MTECHTIPS:-Market Snapshot
Nifty futures witnessed gap up opening following the better global cues but could not able to sustain at higher levels around 5750 levels in absence of follow up buying interest and selling was seen towards 5700 area. Nifty is hovering near 5700 psychological zone if it fails to hold these levels then selling pressure may be seen towards 5600 levels in coming days. Nifty for the day, if it sustains 5750 levels then only rally may be seen towards 5800 levels which will act as immediate resistance zone for the market whereas if it fails to hold 5700 levels on downside then selling pressure may be seen toward s 5670-5650 levels. Nifty future saw marginal decrease in OI by 0.13% with a rise in price by 0.4%. Market witnessed buying interest in CD, HC, IT, FMCG, CG, Banking, Tech and Metal space whereas marginal selling pressure was seen only in Oil & Gas and Power space. Nifty future closed at premium of 19 points as compared premium of 25 points in previous trading session.

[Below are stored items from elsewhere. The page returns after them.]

impl CameraProfile {
    pub fn from_info(info: &ProfileInfo) -> Result<Self> {
        let mut profile = Self {
            name: info.name.clone(),
            calibration_illuminant_1: info.calibration_illuminant_1,
            calibration_illuminant_2: info.calibration_illuminant_2,
            color_matrix_1: info.color_matrix_1.clone(),
            color_matrix_2: info.color_matrix_2.clone(),
            forward_matrix_1: info.forward_matrix_1.clone(),
            forward_matrix_2: info.forward_matrix_2.clone(),
            reduction_matrix_1: info.reduction_matrix_1.clone(),
            reduction_matrix_2: info.reduction_matrix_2.clone(),
            calibration_signature: info.calibration_signature.clone(),
            embed_policy: info.embed_policy,
            copyright: info.copyright.clone(),
            unique_camera_model_restriction: info.unique_camera_model.clone(),
            hue_sat_deltas_1: HueSatMap::from_table(info.hue_sat_dims, &info.hue_sat_data_1)?,
            hue_sat_deltas_2: HueSatMap::from_table(info.hue_sat_dims, &info.hue_sat_data_2)?,
            hue_sat_encoding: info.hue_sat_encoding,
            look_table: HueSatMap::from_table(info.look_table_dims, &info.look_table_data)?,
            look_table_encoding: info.look_table_encoding,
            tone_curve: ToneCurve::from_flat(&info.tone_curve),
            baseline_exposure_offset: info.baseline_exposure_offset,
            default_black_render: info.default_black_render,
            ..Self::default()
        };
        profile.normalize_illuminants();
        Ok(profile)
    }

    /// Fields in storage form, for writing.
    pub fn to_info(&self) -> ProfileInfo {
        let hue_sat_dims = if self.hue_sat_deltas_1.is_valid() {
            self.hue_sat_deltas_1.dims()
        } else {
            (0, 0, 0)
        };
        ProfileInfo {
            big_endian: false,
            color_planes: self.color_matrix_1.rows().max(1) as u32,
            calibration_illuminant_1: self.calibration_illuminant_1,
            calibration_illuminant_2: self.calibration_illuminant_2,
            color_matrix_1: self.color_matrix_1.clone(),
            color_matrix_2: self.color_matrix_2.clone(),
            forward_matrix_1: self.forward_matrix_1.clone(),
            forward_matrix_2: self.forward_matrix_2.clone(),
            reduction_matrix_1: self.reduction_matrix_1.clone(),
            reduction_matrix_2: self.reduction_matrix_2.clone(),
            calibration_signature: self.calibration_signature.clone(),
            name: self.name.clone(),
            copyright: self.copyright.clone(),
            embed_policy: self.embed_policy,
            unique_camera_model: self.unique_camera_model_restriction.clone(),
            hue_sat_dims,
            hue_sat_data_1: valid_table(&self.hue_sat_deltas_1),
            hue_sat_data_2: valid_table(&self.hue_sat_deltas_2),
            hue_sat_encoding: self.hue_sat_encoding,
            look_table_dims: if self.look_table.is_valid() {
                self.look_table.dims()
            } else {
                (0, 0, 0)
            },
            look_table_data: valid_table(&self.look_table),
            look_table_encoding: self.look_table_encoding,
            tone_curve: if self.tone_curve.is_null() {
                Vec::new()
            } else {
                self.tone_curve.to_flat()
            },
            baseline_exposure_offset: self.baseline_exposure_offset,
            default_black_render: self.default_black_render,
        }
    }

    pub fn id(&mut self) -> Result<ProfileId> {
        Ok(ProfileId::new(self.name.clone(), self.fingerprint()?))
    }

    pub fn has_second_illuminant(&self) -> bool {
        !self.color_matrix_2.is_empty()
    }

    /// Keeps only the first calibration set unless both illuminants are
    /// known and distinct.
    pub fn normalize_illuminants(&mut self) {
        let ill1 = self.calibration_illuminant_1;
        let ill2 = self.calibration_illuminant_2;
        if self.has_second_illuminant() && (ill1 == 0 || ill2 == 0 || ill1 == ill2) {
            self.color_matrix_2.clear();
            self.forward_matrix_2.clear();
            self.reduction_matrix_2.clear();
            self.hue_sat_deltas_2 = HueSatMap::default();
            self.calibration_illuminant_2 = 0;
            self.invalidate_fingerprint();
        }
    }

    /// Whether the profile can drive a camera with `channels` colour planes.
    pub fn is_valid(&self, channels: u32) -> bool {
        let channels = channels as usize;
        if channels == 0 || channels > 4 {
            return false;
        }

        if channels == 1 {
            if !self.color_matrix_1.is_empty()
                && (self.color_matrix_1.rows() != 1 || self.color_matrix_1.cols() != 3)
            {
                return false;
            }
        } else {
            if !valid_color_matrix(&self.color_matrix_1, channels) {
                return false;
            }
            if self.has_second_illuminant() && !valid_color_matrix(&self.color_matrix_2, channels)
            {
                return false;
            }
        }

        let camera_to_xyz_ok = |m: &Matrix| m.is_empty() || (m.rows() == 3 && m.cols() == channels);
        if !camera_to_xyz_ok(&self.forward_matrix_1) || !camera_to_xyz_ok(&self.forward_matrix_2) {
            return false;
        }
        let reduction_ok = |m: &Matrix| m.is_empty() || (channels > 3 && camera_to_xyz_ok(m));
        if !reduction_ok(&self.reduction_matrix_1) || !reduction_ok(&self.reduction_matrix_2) {
            return false;
        }

        let deltas_1 = &self.hue_sat_deltas_1;
        let deltas_2 = &self.hue_sat_deltas_2;
        if deltas_2.is_valid() && (!deltas_1.is_valid() || deltas_1.dims() != deltas_2.dims()) {
            return false;
        }
        if deltas_1.dims() != (0, 0, 0) && !deltas_1.is_valid() {
            return false;
        }
        if self.look_table.dims() != (0, 0, 0) && !self.look_table.is_valid() {
            return false;
        }

        self.tone_curve.is_valid()
    }

    pub fn is_legal_for_camera(&self, unique_camera_model: &str) -> bool {
        self.unique_camera_model_restriction.is_empty()
            || self.unique_camera_model_restriction == unique_camera_model
    }

    /// Same colour behaviour, whatever the name and provenance.
    pub fn equal_data(&self, other: &CameraProfile) -> bool {
        self.calibration_illuminant_1 == other.calibration_illuminant_1
            && self.calibration_illuminant_2 == other.calibration_illuminant_2
            && self.color_matrix_1 == other.color_matrix_1
            && self.color_matrix_2 == other.color_matrix_2
            && self.forward_matrix_1 == other.forward_matrix_1
            && self.forward_matrix_2 == other.forward_matrix_2
            && self.reduction_matrix_1 == other.reduction_matrix_1
            && self.reduction_matrix_2 == other.reduction_matrix_2
            && self.calibration_signature == other.calibration_signature
            && self.hue_sat_deltas_1 == other.hue_sat_deltas_1
            && self.hue_sat_deltas_2 == other.hue_sat_deltas_2
            && self.hue_sat_encoding == other.hue_sat_encoding
            && self.look_table == other.look_table
            && self.look_table_encoding == other.look_table_encoding
            && self.tone_curve == other.tone_curve
            && self.baseline_exposure_offset == other.baseline_exposure_offset
            && self.default_black_render == other.default_black_render
    }

    /// Cached fingerprint, if one was computed since the last change.
    pub fn cached_fingerprint(&self) -> Option<Fingerprint> {
        self.fingerprint
    }

    /// Returns the cached fingerprint, computing it first if needed.
    pub fn fingerprint(&mut self) -> Result<Fingerprint> {
        if let Some(fp) = self.fingerprint {
            return Ok(fp);
        }
        let fp = self.calculate_fingerprint()?;
        self.fingerprint = Some(fp);
        Ok(fp)
    }

    /// Must be called after editing any colour field.
    pub fn invalidate_fingerprint(&mut self) {
        self.fingerprint = None;
    }

    /// MD5 over the colour data in little-endian form. The name is not part of it.
    pub fn calculate_fingerprint(&self) -> Result<Fingerprint> {
        let mut printer = Md5Stream::new(Endian::Little);

        if !self.color_matrix_1.is_empty() {
            printer.put_u32(self.calibration_illuminant_1)?;
            put_matrix(&mut printer, &self.color_matrix_1)?;
            put_matrix(&mut printer, &self.forward_matrix_1)?;
            put_matrix(&mut printer, &self.reduction_matrix_1)?;
        }
        if self.has_second_illuminant() {
            printer.put_u32(self.calibration_illuminant_2)?;
            put_matrix(&mut printer, &self.color_matrix_2)?;
            put_matrix(&mut printer, &self.forward_matrix_2)?;
            put_matrix(&mut printer, &self.reduction_matrix_2)?;
        }
        printer.put(self.calibration_signature.as_bytes())?;

        for map in [&self.hue_sat_deltas_1, &self.hue_sat_deltas_2] {
            if map.is_valid() {
                put_map(&mut printer, map)?;
            }
        }
        if self.hue_sat_deltas_1.is_valid() && self.hue_sat_encoding != 0 {
            printer.put_u32(self.hue_sat_encoding)?;
        }
        if self.look_table.is_valid() {
            put_map(&mut printer, &self.look_table)?;
            if self.look_table_encoding != 0 {
                printer.put_u32(self.look_table_encoding)?;
            }
        }
        if !self.tone_curve.is_null() {
            for &(x, y) in self.tone_curve.points() {
                printer.put_f32(x as f32)?;
                printer.put_f32(y as f32)?;
            }
        }
        if self.baseline_exposure_offset.n != 0 {
            printer.put_f64(self.baseline_exposure_offset.as_f64())?;
        }
        if self.default_black_render != 0 {
            printer.put_u32(self.default_black_render)?;
        }
        Ok(printer.result())
    }

    /// Adapts a 3-colour profile to a 4-plane Bayer mosaic.
    ///
    /// The second green plane reuses the first green row of each colour
    /// matrix; forward and reduction matrices no longer apply.
    pub fn set_four_color_bayer(&mut self) -> Result<()> {
        if !self.is_valid(3) {
            return Err(DngError::program(format!(
                "profile \"{}\" is not a valid 3-colour profile",
                self.name
            )));
        }
        for matrix in [&mut self.color_matrix_1, &mut self.color_matrix_2] {
            if !matrix.is_empty() {
                *matrix = matrix.with_row_appended(&matrix.row(1).to_vec());
            }
        }
        self.forward_matrix_1.clear();
        self.forward_matrix_2.clear();
        self.reduction_matrix_1.clear();
        self.reduction_matrix_2.clear();
        self.invalidate_fingerprint();
        Ok(())
    }
}

fn valid_table(map: &HueSatMap) -> Vec<f32> {
    if map.is_valid() { map.to_table() } else { Vec::new() }
}

fn valid_color_matrix(m: &Matrix, channels: usize) -> bool {
    m.rows() == channels && m.cols() == 3 && m.max_entry() > 0.0 && m.invert().is_ok()
}

fn put_matrix(printer: &mut Md5Stream, m: &Matrix) -> Result<()> {
    printer.put_u32(m.rows() as u32)?;
    printer.put_u32(m.cols() as u32)?;
    for &v in m.values() {
        printer.put_f64(v)?;
    }
    Ok(())
}

fn put_map(printer: &mut Md5Stream, map: &HueSatMap) -> Result<()> {
    let (h, s, v) = map.dims();
    printer.put_u32(h)?;
    printer.put_u32(s)?;
    printer.put_u32(v)?;
    for value in map.to_table() {
        printer.put_f32(value)?;
    }
    Ok(())
}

MTECHTIPS:-Options Analysis
On the Options front, maximum Put OI is at 5600 followed by 5500 strike price whereas maximum Call OI is at 5800 followed by 6000 strike price. The Put Call Ratio based on Open Interest of Nifty slightly moved up from 1.02 to 1.03 levels. Historical Volatility of Nifty moved down from 17.98 to 17.53 levels and Implied Volatility also moved down from 16.34 to 16.10 levels. The market turnover increased by 10.2% in terms of number of contracts traded vis--vis previous trading day whereas in terms of rupees increased by 9.99%.

MTECHTIPS:-Technical Snapshot
The Nifty opened the day with gains, and the index soon moved up till afternoon, but some selling emerged in the final hours, but the index managed to close the day with gains. The session was marred by volatility as the rally seemed to be fizzling out when investors started booking partial profits around the psychological 5,700 levels in afternoon trades. However, sanguinity prevailed till the end as investors continued piling- positions in select blue chip stocks. The sentiments also got some boost as private banks viz. ICICI Bank, Kotak Mahindra Bank and HDFC Bank gained on hopes that their quarterly earnings would prove resilient.The gains came despite a sharp downward revision in Indias 2012 growth forecast by the International Monetary Fund (IMF). It expects Indias GDP for 2012 at 4.9 per cent, perhaps the most pessimistic growth outlook by a global body. IMF lowered its forecast despite the government unleashing a series of reforms to attract foreign investment and boost business sentiment in the country. Someamount of support also came in from software counters, which rose to near a percent after the Indian rupee fell to a one-week low on October 8, 2012, and posted its biggest single-day fall in three months. Buying in FMCG space also supported the frontline indices as stocks like Marico, HUL and Gillette India edged higher on favourable outlook for Rabi or winter crop following wide-spread rains in August and September.